Problem to solve: Each line of the listing that contains the word "Could" is to be copied.

Data extract:
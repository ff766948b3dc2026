//! Chat → server: command handling and message forwarding.

use std::sync::Arc;
use std::time::Duration;

use mcgram_rcon::ConsoleCommandRunner;
use mcgram_telegram::{ChatId, ChatSurface, Message};
use tokio::task::JoinHandle;

use crate::console::{self, say_command};
use crate::error::BridgeError;
use crate::presence::{LIST_COMMAND, RemotePeer};

/// How long `/allow` keeps the whitelist off.
pub const ALLOW_WINDOW: Duration = Duration::from_secs(60);

/// Shown in `/list` for a server that did not answer.
const SLEEPING: &str = "zzZ";

const ORIGIN: &str = "Telegram";

const TIME_KEYWORDS: [&str; 4] = ["noon", "day", "night", "midnight"];

const TIME_USAGE: &str = "Usage: /time <noon|day|night|midnight|ticks>, e.g. /time noon or /time 0";

const TIME_FAILED: &str = "Could not set the time, the server may be asleep.";

const ALLOW_FAILED: &str = "Could not turn the whitelist off, the server may be asleep.";

/// What an inbound text asks for.
#[derive(Debug, Clone, PartialEq, Eq)]
pub enum Inbound<'a> {
    Start,
    List,
    Allow,
    Time(Vec<&'a str>),
    /// A command the bridge does not know; never forwarded.
    Unknown(&'a str),
    /// Plain chat text to forward to the server.
    Text(&'a str),
}

/// Split `/cmd@botname arg...` into its command and arguments.
pub fn parse_inbound(text: &str) -> Inbound<'_> {
    let Some(rest) = text.strip_prefix('/') else {
        return Inbound::Text(text);
    };
    let mut words = rest.split_whitespace();
    let head = words.next().unwrap_or_default();
    let name = head.split('@').next().unwrap_or_default();
    match name {
        "start" => Inbound::Start,
        "list" => Inbound::List,
        "allow" => Inbound::Allow,
        "time" => Inbound::Time(words.collect()),
        other => Inbound::Unknown(other),
    }
}

/// Validate `/time` arguments: exactly one, a keyword or an integer tick.
pub fn parse_time_arg(args: &[&str]) -> Option<String> {
    let [arg] = args else {
        return None;
    };
    let arg = arg.trim().to_lowercase();
    if TIME_KEYWORDS.contains(&arg.as_str()) || arg.parse::<i64>().is_ok() {
        Some(arg)
    } else {
        None
    }
}

pub struct Bridge<R, C> {
    console: Arc<R>,
    chat_surface: Arc<C>,
    remote: Option<RemotePeer>,
    chat: ChatId,
    base_title: String,
    allow_window: Duration,
}

impl<R, C> Bridge<R, C>
where
    R: ConsoleCommandRunner + 'static,
    C: ChatSurface + 'static,
{
    pub fn new(
        console: Arc<R>,
        chat_surface: Arc<C>,
        remote: Option<RemotePeer>,
        chat: ChatId,
        base_title: impl Into<String>,
    ) -> Self {
        Self {
            console,
            chat_surface,
            remote,
            chat,
            base_title: base_title.into(),
            allow_window: ALLOW_WINDOW,
        }
    }

    pub fn chat_surface(&self) -> &C {
        &self.chat_surface
    }

    pub fn chat(&self) -> ChatId {
        self.chat
    }

    /// Act on one inbound text message. Only the configured chat is served,
    /// except for `/start`.
    pub async fn handle(&self, message: &Message) -> Result<(), BridgeError> {
        let Some(text) = message.text.as_deref() else {
            return Ok(());
        };
        let inbound = parse_inbound(text);
        let origin = message.chat.id;
        if origin != self.chat && inbound != Inbound::Start {
            tracing::debug!(chat = %origin, "ignoring message from another chat");
            return Ok(());
        }

        match inbound {
            Inbound::Start => self.greet(message).await,
            Inbound::List => self.list(origin).await,
            Inbound::Allow => self.allow(origin).await.map(|_| ()),
            Inbound::Time(args) => self.set_time(origin, &args).await,
            Inbound::Unknown(name) => {
                tracing::debug!(command = name, "unknown command");
                Ok(())
            }
            Inbound::Text(body) => {
                self.forward(message, body).await;
                Ok(())
            }
        }
    }

    async fn greet(&self, message: &Message) -> Result<(), BridgeError> {
        let name = message
            .from
            .as_ref()
            .map_or("there", |user| user.first_name.as_str());
        self.chat_surface
            .reply(message.chat.id, &format!("Hi {name}!"))
            .await?;
        Ok(())
    }

    async fn list(&self, chat: ChatId) -> Result<(), BridgeError> {
        let local = match console::execute(&self.console, LIST_COMMAND).await {
            Ok(response) if !response.trim().is_empty() => response.trim().to_string(),
            Ok(_) => SLEEPING.to_string(),
            Err(e) => {
                tracing::debug!(error = %e, "list failed");
                SLEEPING.to_string()
            }
        };
        let heading = if self.base_title.is_empty() {
            "Server"
        } else {
            self.base_title.as_str()
        };
        let mut text = format!("{heading}:\n{local}");

        if let Some(peer) = &self.remote {
            let remote = match peer.fetch().await {
                Some(online) if !online.names.is_empty() => online.names.join(", "),
                Some(online) => format!("{} online", online.count),
                None => SLEEPING.to_string(),
            };
            text.push_str(&format!("\n\nRemote:\n{remote}"));
        }

        self.chat_surface.reply(chat, &text).await?;
        Ok(())
    }

    /// Turn the whitelist off and schedule turning it back on. Returns the
    /// re-enable task when the whitelist was actually turned off.
    pub async fn allow(&self, chat: ChatId) -> Result<Option<JoinHandle<()>>, BridgeError> {
        if let Err(e) = console::execute(&self.console, "whitelist off").await {
            tracing::debug!(error = %e, "whitelist off failed");
            self.chat_surface.reply(chat, ALLOW_FAILED).await?;
            return Ok(None);
        }

        let runner = Arc::clone(&self.console);
        let window = self.allow_window;
        let restore = tokio::spawn(async move {
            tokio::time::sleep(window).await;
            match console::execute(&runner, "whitelist on").await {
                Ok(_) => tracing::info!("whitelist re-enabled"),
                Err(e) => tracing::warn!(error = %e, "failed to re-enable whitelist"),
            }
        });

        tracing::info!(window_secs = window.as_secs(), "whitelist disabled");
        self.chat_surface
            .reply(
                chat,
                &format!(
                    "Whitelist is off, it will be turned back on in {}s.",
                    window.as_secs()
                ),
            )
            .await?;
        Ok(Some(restore))
    }

    async fn set_time(&self, chat: ChatId, args: &[&str]) -> Result<(), BridgeError> {
        let Some(arg) = parse_time_arg(args) else {
            self.chat_surface.reply(chat, TIME_USAGE).await?;
            return Ok(());
        };
        match console::execute(&self.console, format!("time set {arg}")).await {
            Ok(response) => {
                let response = response.trim();
                if !response.is_empty() {
                    self.chat_surface.reply(chat, response).await?;
                }
            }
            Err(e) => {
                tracing::debug!(error = %e, "time set failed");
                self.chat_surface.reply(chat, TIME_FAILED).await?;
            }
        }
        Ok(())
    }

    /// Relay plain chat text into the game. Failures are dropped.
    async fn forward(&self, message: &Message, body: &str) {
        let Some(user) = message.from.as_ref() else {
            return;
        };
        let command = say_command(ORIGIN, &user.display_name(), body);
        if let Err(e) = console::execute(&self.console, command).await {
            tracing::debug!(error = %e, "message not forwarded");
        }
    }
}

Solution:
const TIME_FAILED: &str = "Could not set the time, the server may be asleep.";
const ALLOW_FAILED: &str = "Could not turn the whitelist off, the server may be asleep.";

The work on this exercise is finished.